## Work required
Repeat exactly the lines below that lie between the line with "fn execute_with_params_sync(&self, sql: &str, params: &[&str])" and the line with "relation exists synchronously", counting both of those lines as part of the answer.

## Dataset extract
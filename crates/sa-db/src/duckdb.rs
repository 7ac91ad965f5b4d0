//! DuckDB database backend implementation

use crate::error::{DbError, DbResult};
use crate::traits::{ConnectionFactory, Database};
use async_trait::async_trait;
use duckdb::Connection;
use sa_core::Namespace;
use std::path::Path;
use std::sync::{Arc, Mutex, MutexGuard};

/// DuckDB database backend
pub struct DuckDbBackend {
    conn: Mutex<Connection>,
}

impl DuckDbBackend {
    /// Create a new in-memory DuckDB connection
    pub fn in_memory() -> DbResult<Self> {
        let conn =
            Connection::open_in_memory().map_err(|e| DbError::ConnectionError(e.to_string()))?;
        Ok(Self {
            conn: Mutex::new(conn),
        })
    }

    /// Create a new DuckDB connection from a file path
    pub fn from_path(path: &Path) -> DbResult<Self> {
        let conn = Connection::open(path)
            .map_err(|e| DbError::ConnectionError(format!("{e}: {}", path.display())))?;
        Ok(Self {
            conn: Mutex::new(conn),
        })
    }

    /// Create from path string (handles :memory: special case)
    pub fn new(path: &str) -> DbResult<Self> {
        if path == ":memory:" {
            Self::in_memory()
        } else {
            Self::from_path(Path::new(path))
        }
    }

    /// Open another session on the same database.
    ///
    /// The new session starts with default settings; nothing set on `self`
    /// carries over.
    pub fn try_clone(&self) -> DbResult<Self> {
        let conn = self.lock()?;
        let cloned = conn
            .try_clone()
            .map_err(|e| DbError::ConnectionError(e.to_string()))?;
        Ok(Self {
            conn: Mutex::new(cloned),
        })
    }

    /// Create `namespace` if needed and make it this session's default schema
    pub fn use_namespace(&self, namespace: &Namespace) -> DbResult<()> {
        let sql = format!(
            "CREATE SCHEMA IF NOT EXISTS {}; SET schema = '{}';",
            namespace.quoted(),
            namespace.as_str()
        );
        self.execute_batch_sync(&sql)
            .map_err(|e| DbError::ConnectionError(format!("namespace '{namespace}': {e}")))
    }

    fn lock(&self) -> DbResult<MutexGuard<'_, Connection>> {
        self.conn
            .lock()
            .map_err(|e| DbError::MutexPoisoned(e.to_string()))
    }

    /// Execute parameterized SQL synchronously
    fn execute_with_params_sync(&self, sql: &str, params: &[&str]) -> DbResult<usize> {
        let conn = self.lock()?;
        conn.execute(sql, duckdb::params_from_iter(params.iter()))
            .map_err(DbError::from)
    }

    /// Execute batch SQL synchronously
    fn execute_batch_sync(&self, sql: &str) -> DbResult<()> {
        let conn = self.lock()?;
        conn.execute_batch(sql).map_err(DbError::from)
    }

    /// Collect the first column of a query synchronously
    fn query_strings_sync(&self, sql: &str) -> DbResult<Vec<String>> {
        let conn = self.lock()?;
        let mut stmt = conn.prepare(sql)?;
        let rows = stmt.query_map([], |row| row.get::<_, String>(0))?;
        let values = rows.collect::<Result<Vec<_>, _>>()?;
        Ok(values)
    }

    /// Check if relation exists synchronously
    fn relation_exists_sync(&self, name: &str) -> DbResult<bool> {
        let conn = self.lock()?;

        // Handle schema-qualified names
        let (schema, table) = match name.rfind('.') {
            Some(pos) => (&name[..pos], &name[pos + 1..]),
            None => ("main", name),
        };

        let count: i64 = conn
            .query_row(
                "SELECT COUNT(*) FROM information_schema.tables WHERE table_schema = ? AND table_name = ?",
                duckdb::params![schema, table],
                |row| row.get(0),
            )
            .map_err(|e| DbError::ExecutionError(e.to_string()))?;

        Ok(count > 0)
    }

    fn transaction_sync(&self, stmt: &str) -> DbResult<()> {
        let conn = self.lock()?;
        conn.execute_batch(stmt)
            .map_err(|e| DbError::TransactionError(format!("{stmt} failed: {e}")))
    }
}

#[async_trait]
impl Database for DuckDbBackend {
    async fn execute_with_params(&self, sql: &str, params: &[&str]) -> DbResult<usize> {
        self.execute_with_params_sync(sql, params)
    }

    async fn execute_batch(&self, sql: &str) -> DbResult<()> {
        self.execute_batch_sync(sql)
    }

    async fn query_strings(&self, sql: &str) -> DbResult<Vec<String>> {
        self.query_strings_sync(sql)
    }

    async fn relation_exists(&self, name: &str) -> DbResult<bool> {
        self.relation_exists_sync(name)
    }

    async fn begin(&self) -> DbResult<()> {
        self.transaction_sync("BEGIN TRANSACTION")
    }

    async fn commit(&self) -> DbResult<()> {
        self.transaction_sync("COMMIT")
    }

    async fn rollback(&self) -> DbResult<()> {
        self.transaction_sync("ROLLBACK")
    }
}

/// [`ConnectionFactory`] over a single DuckDB database.
///
/// Keeps one root session open (so `:memory:` databases survive between
/// namespaces) and clones a fresh session from it for every namespace.
pub struct DuckDbConnector {
    root: DuckDbBackend,
}

impl DuckDbConnector {
    /// Open the database at `path` (or `:memory:`)
    pub fn new(path: &str) -> DbResult<Self> {
        Ok(Self {
            root: DuckDbBackend::new(path)?,
        })
    }

    /// The root session, for inspecting the database outside any namespace
    pub fn root(&self) -> &DuckDbBackend {
        &self.root
    }
}

#[async_trait]
impl ConnectionFactory for DuckDbConnector {
    async fn connect(&self, namespace: &Namespace) -> DbResult<Arc<dyn Database>> {
        log::debug!("Opening session for namespace '{}'", namespace);
        let session = self.root.try_clone()?;
        session.use_namespace(namespace)?;
        Ok(Arc::new(session))
    }

    async fn inspect(&self) -> DbResult<Arc<dyn Database>> {
        Ok(Arc::new(self.root.try_clone()?))
    }
}

#[cfg(test)]
#[path = "duckdb_test.rs"]
mod tests;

## Reply to the task
    fn execute_with_params_sync(&self, sql: &str, params: &[&str]) -> DbResult<usize> {
        let conn = self.lock()?;
        conn.execute(sql, duckdb::params_from_iter(params.iter()))
            .map_err(DbError::from)
    }

    /// Execute batch SQL synchronously
    fn execute_batch_sync(&self, sql: &str) -> DbResult<()> {
        let conn = self.lock()?;
        conn.execute_batch(sql).map_err(DbError::from)
    }

    /// Collect the first column of a query synchronously
    fn query_strings_sync(&self, sql: &str) -> DbResult<Vec<String>> {
        let conn = self.lock()?;
        let mut stmt = conn.prepare(sql)?;
        let rows = stmt.query_map([], |row| row.get::<_, String>(0))?;
        let values = rows.collect::<Result<Vec<_>, _>>()?;
        Ok(values)
    }

    /// Check if relation exists synchronously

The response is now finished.